_DATASET EXTRACT_

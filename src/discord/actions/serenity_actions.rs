// Serenity implementations of the core platform ports.

use crate::core::coordination::{BanOptions, ChannelDirectory, RemoteActionClient, RemoteActionError};
use async_trait::async_trait;
use poise::serenity_prelude as serenity;
use std::sync::Arc;

// Discord JSON error codes that the HTTP status alone doesn't pin down.
const MISSING_PERMISSIONS: isize = 50013;
const UNKNOWN_MESSAGE: isize = 10008;
const UNKNOWN_CHANNEL: isize = 10003;
const UNKNOWN_USER: isize = 10013;

/// Map an HTTP status and Discord error code onto the core error kinds.
fn classify_response(status: u16, code: isize, message: String) -> RemoteActionError {
    if status == 403 || code == MISSING_PERMISSIONS {
        RemoteActionError::Permission(message)
    } else if status == 404 || matches!(code, UNKNOWN_MESSAGE | UNKNOWN_CHANNEL | UNKNOWN_USER) {
        RemoteActionError::NotFound(message)
    } else {
        RemoteActionError::Transient(message)
    }
}

fn classify(source: serenity::Error) -> RemoteActionError {
    match &source {
        serenity::Error::Http(serenity::HttpError::UnsuccessfulRequest(response)) => {
            classify_response(
                response.status_code.as_u16(),
                response.error.code,
                source.to_string(),
            )
        }
        _ => RemoteActionError::Transient(source.to_string()),
    }
}

pub struct SerenityActionClient {
    http: Arc<serenity::Http>,
}

impl SerenityActionClient {
    pub fn new(http: Arc<serenity::Http>) -> Self {
        Self { http }
    }
}

#[async_trait]
impl RemoteActionClient for SerenityActionClient {
    async fn ban(
        &self,
        guild_id: u64,
        user_id: u64,
        options: BanOptions,
    ) -> Result<(), RemoteActionError> {
        serenity::GuildId::new(guild_id)
            .ban_with_reason(
                &*self.http,
                serenity::UserId::new(user_id),
                options.purge_days,
                &options.reason,
            )
            .await
            .map_err(classify)
    }

    async fn send_message(
        &self,
        channel_id: u64,
        content: &str,
    ) -> Result<u64, RemoteActionError> {
        let message = serenity::ChannelId::new(channel_id)
            .say(&*self.http, content)
            .await
            .map_err(classify)?;
        Ok(message.id.get())
    }

    async fn delete_message(
        &self,
        channel_id: u64,
        message_id: u64,
        reason: &str,
    ) -> Result<(), RemoteActionError> {
        self.http
            .delete_message(
                serenity::ChannelId::new(channel_id),
                serenity::MessageId::new(message_id),
                Some(reason),
            )
            .await
            .map_err(classify)
    }
}

/// Find the guild whose thread list contains `channel_id`.
fn guild_owning_thread<I, T>(threads_by_guild: I, channel_id: u64) -> Option<u64>
where
    I: IntoIterator<Item = (u64, T)>,
    T: IntoIterator<Item = u64>,
{
    threads_by_guild.into_iter().find_map(|(guild_id, threads)| {
        threads
            .into_iter()
            .any(|thread_id| thread_id == channel_id)
            .then_some(guild_id)
    })
}

/// Channel lookups against the gateway cache. Never hits the network.
pub struct CacheChannelDirectory {
    cache: Arc<serenity::Cache>,
}

impl CacheChannelDirectory {
    pub fn new(cache: Arc<serenity::Cache>) -> Self {
        Self { cache }
    }

    /// Guild a cached channel or thread belongs to.
    pub fn guild_of_channel(&self, channel_id: u64) -> Option<u64> {
        if channel_id == 0 {
            return None;
        }
        let channel_id = serenity::ChannelId::new(channel_id);
        if let Some(channel) = self.cache.channel(channel_id) {
            return Some(channel.guild_id.get());
        }

        // Threads aren't in the channel map; search each cached guild's threads.
        let threads_by_guild = self.cache.guilds().into_iter().filter_map(|guild_id| {
            self.cache.guild(guild_id).map(|guild| {
                let threads: Vec<u64> = guild.threads.iter().map(|t| t.id.get()).collect();
                (guild_id.get(), threads)
            })
        });
        guild_owning_thread(threads_by_guild, channel_id.get())
    }
}

impl ChannelDirectory for CacheChannelDirectory {
    fn is_known_channel(&self, guild_id: u64, channel_id: u64) -> bool {
        if guild_id == 0 || channel_id == 0 {
            return false;
        }
        let channel_id = serenity::ChannelId::new(channel_id);
        self.cache
            .guild(serenity::GuildId::new(guild_id))
            .map(|guild| {
                guild.channels.contains_key(&channel_id)
                    || guild.threads.iter().any(|thread| thread.id == channel_id)
            })
            .unwrap_or(false)
    }
}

_AIM OF THE TASK_
From the data above, copy each line that has the string "RemoteActionClient".

_WORKED SOLUTION_
use crate::core::coordination::{BanOptions, ChannelDirectory, RemoteActionClient, RemoteActionError};
impl RemoteActionClient for SerenityActionClient {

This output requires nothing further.